O vereador Luiz Vergara (PSB) foi notificado oficialmente, na sessão de ontem, da suspensão de 60 dias que recebeu do Conselho de Ética e Decoro Parlamentar da Câmara por ter dado um tapa na cara do marceneiro Hélio Vissotto, durante sessão realizada no começo de março.
Chegou cedo à Câmara e ocupou seu lugar na Mesa Diretora, como 2º secretário. Parecia que ia encarar de frente o veredicto, mesmo com a casa lotada de servidores, que o acusaram de “traidor” durante a greve. Mas, dois minutos antes do início da leitura do relatório final com a decisão do Conselho, Vergara saiu do plenário e foi para seu gabinete. “Tem que ser homem e ouvir. Não foi homem para dar o tapa?”, gritou um grevista.

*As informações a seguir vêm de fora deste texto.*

//! # engine_app
//!
//! Headless demo driver for the scene layer. Builds a scene with a player,
//! a few enemies, and a pickup, then steps it frame by frame while feeding
//! overlap contacts to the entities' scripts.
//!
//! ## Startup Sequence
//!
//! 1. Parse arguments and initialise logging.
//! 2. Build the demo scene.
//! 3. Run the requested number of frames at the configured rates.
//! 4. Log a summary and tear the scene down.

mod components;
mod contacts;
mod demo;
mod scripts;

use anyhow::{Context, Result};
use clap::Parser;
use tracing::info;
use tracing_subscriber::EnvFilter;

use engine_scene::{RunnerConfig, SceneRunner};

use crate::components::Health;
use crate::demo::Simulation;

#[derive(Parser)]
#[command(name = "engine_app", about = "Run the scene demo headlessly")]
struct Args {
    /// Scene name
    #[arg(short, long, default_value = "Demo")]
    name: String,

    /// Number of frames to simulate
    #[arg(short, long, default_value_t = 300)]
    frames: u64,

    /// Frame updates per second
    #[arg(short, long, default_value_t = 60.0)]
    rate: f64,

    /// Physics steps per second
    #[arg(short, long, default_value_t = 50.0)]
    physics_rate: f64,

    /// Number of enemies to spawn
    #[arg(short, long, default_value_t = 3)]
    enemies: u32,
}

fn main() -> Result<()> {
    tracing_subscriber::fmt()
        .with_env_filter(EnvFilter::from_default_env().add_directive("engine_app=info".parse()?))
        .init();

    let args = Args::parse();
    let config = RunnerConfig::new(args.rate, args.physics_rate)
        .context("invalid rate flags")?
        .with_max_frames(args.frames);
    let dt = config.frame_interval();

    let scene = demo::build_scene(&args.name, args.enemies)?;
    let mut sim = Simulation::new(SceneRunner::new(scene, config)?);
    sim.run(args.frames, dt)?;

    info!(
        frames = sim.runner().frame(),
        physics_steps = sim.runner().physics_step(),
        contacts = sim.contacts(),
        destroyed = sim.destroyed().len(),
        "simulation finished"
    );
    for entity in sim.scene().iter() {
        let hp = entity.get::<Health>().map(|h| h.current);
        info!(entity = %entity.id(), name = entity.name(), hp, "survivor");
    }

    let mut scene = sim.into_runner().into_scene();
    scene.clear();
    Ok(())
}
//! Naive sphere-overlap contact tracking.
//!
//! Stands in for a physics engine: each step it tests every pair of entities
//! that have both a [`Transform3D`] and a [`Collider`], and turns the change
//! in overlapping pairs into enter / stay / exit events for both participants.

use std::collections::{BTreeMap, BTreeSet};

use engine_component::EntityId;
use engine_math::{Collision, Transform3D, Vec3};
use engine_scene::{ContactKind, ContactPhase, Scene};

use crate::components::Collider;

/// A contact ready to hand to [`Scene::dispatch_contact`].
#[derive(Debug, Clone, Copy, PartialEq)]
pub struct ContactEvent {
    pub kind: ContactKind,
    pub phase: ContactPhase,
    pub collision: Collision,
}

/// Remembers which pairs overlapped on the previous step.
#[derive(Debug, Default)]
pub struct ContactTracker {
    /// Overlapping pairs, smaller ID first.
    active: BTreeSet<(EntityId, EntityId)>,
    /// Kind of each active pair, parallel to `active` by key.
    kinds: BTreeMap<(EntityId, EntityId), ContactKind>,
}

struct Body {
    id: EntityId,
    position: Vec3,
    collider: Collider,
}

impl ContactTracker {
    #[must_use]
    pub fn new() -> Self {
        Self::default()
    }

    /// Returns the number of pairs currently in contact.
    #[must_use]
    pub fn active_pairs(&self) -> usize {
        self.active.len()
    }

    /// Test all pairs and return this step's events, two per pair (one from
    /// each side).
    pub fn step(&mut self, scene: &Scene) -> Vec<ContactEvent> {
        let bodies: Vec<Body> = scene
            .entity_ids()
            .into_iter()
            .filter_map(|id| {
                let entity = scene.entity(id)?;
                Some(Body {
                    id,
                    position: entity.get::<Transform3D>()?.position,
                    collider: *entity.get::<Collider>()?,
                })
            })
            .collect();

        let mut events = Vec::new();
        let mut current = BTreeSet::new();

        for (i, a) in bodies.iter().enumerate() {
            for b in &bodies[i + 1..] {
                let offset = a.position - b.position;
                let reach = a.collider.radius + b.collider.radius;
                if offset.length_squared() > reach * reach {
                    continue;
                }

                let pair = (a.id, b.id);
                let kind = if a.collider.trigger || b.collider.trigger {
                    ContactKind::Trigger
                } else {
                    ContactKind::Collision
                };
                let phase = if self.active.contains(&pair) {
                    ContactPhase::Stay
                } else {
                    ContactPhase::Enter
                };
                let collision = Collision {
                    entity: a.id,
                    other: b.id,
                    contact_point: b.position + offset.normalize_or_zero() * b.collider.radius,
                    normal: offset.normalize_or_zero(),
                };
                push_both(&mut events, kind, phase, collision);
                current.insert(pair);
                self.kinds.insert(pair, kind);
            }
        }

        for pair in self.active.difference(&current) {
            let kind = self
                .kinds
                .get(pair)
                .copied()
                .unwrap_or(ContactKind::Collision);
            push_both(
                &mut events,
                kind,
                ContactPhase::Exit,
                Collision::between(pair.0, pair.1),
            );
        }

        self.kinds.retain(|pair, _| current.contains(pair));
        self.active = current;
        events
    }
}

fn push_both(
    events: &mut Vec<ContactEvent>,
    kind: ContactKind,
    phase: ContactPhase,
    collision: Collision,
) {
    events.push(ContactEvent {
        kind,
        phase,
        collision,
    });
    events.push(ContactEvent {
        kind,
        phase,
        collision: collision.mirrored(),
    });
}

Enquanto o primeiro secretário, Adérmis Marini (PSDB), fazia a leitura, os servidores se viraram de costas em sinal de protesto. Eles esperavam que o vereador fosse expulso. Quando a punição de suspensão foi anunciada, os grevistas vaiaram e começaram a cantar. “um tapinha não dói, um tapinha não dói, chama o Vergara!”. A música foi uma das mais tocadas durante a greve.
O vereador assinou a notificação em seu gabinete. Em seguida, acompanhado de assessores e do filho, deixou a Câmara às pressas, entrou em seu carro e saiu sem dar entrevistas. A suspensão se encerrará no dia 12 de julho.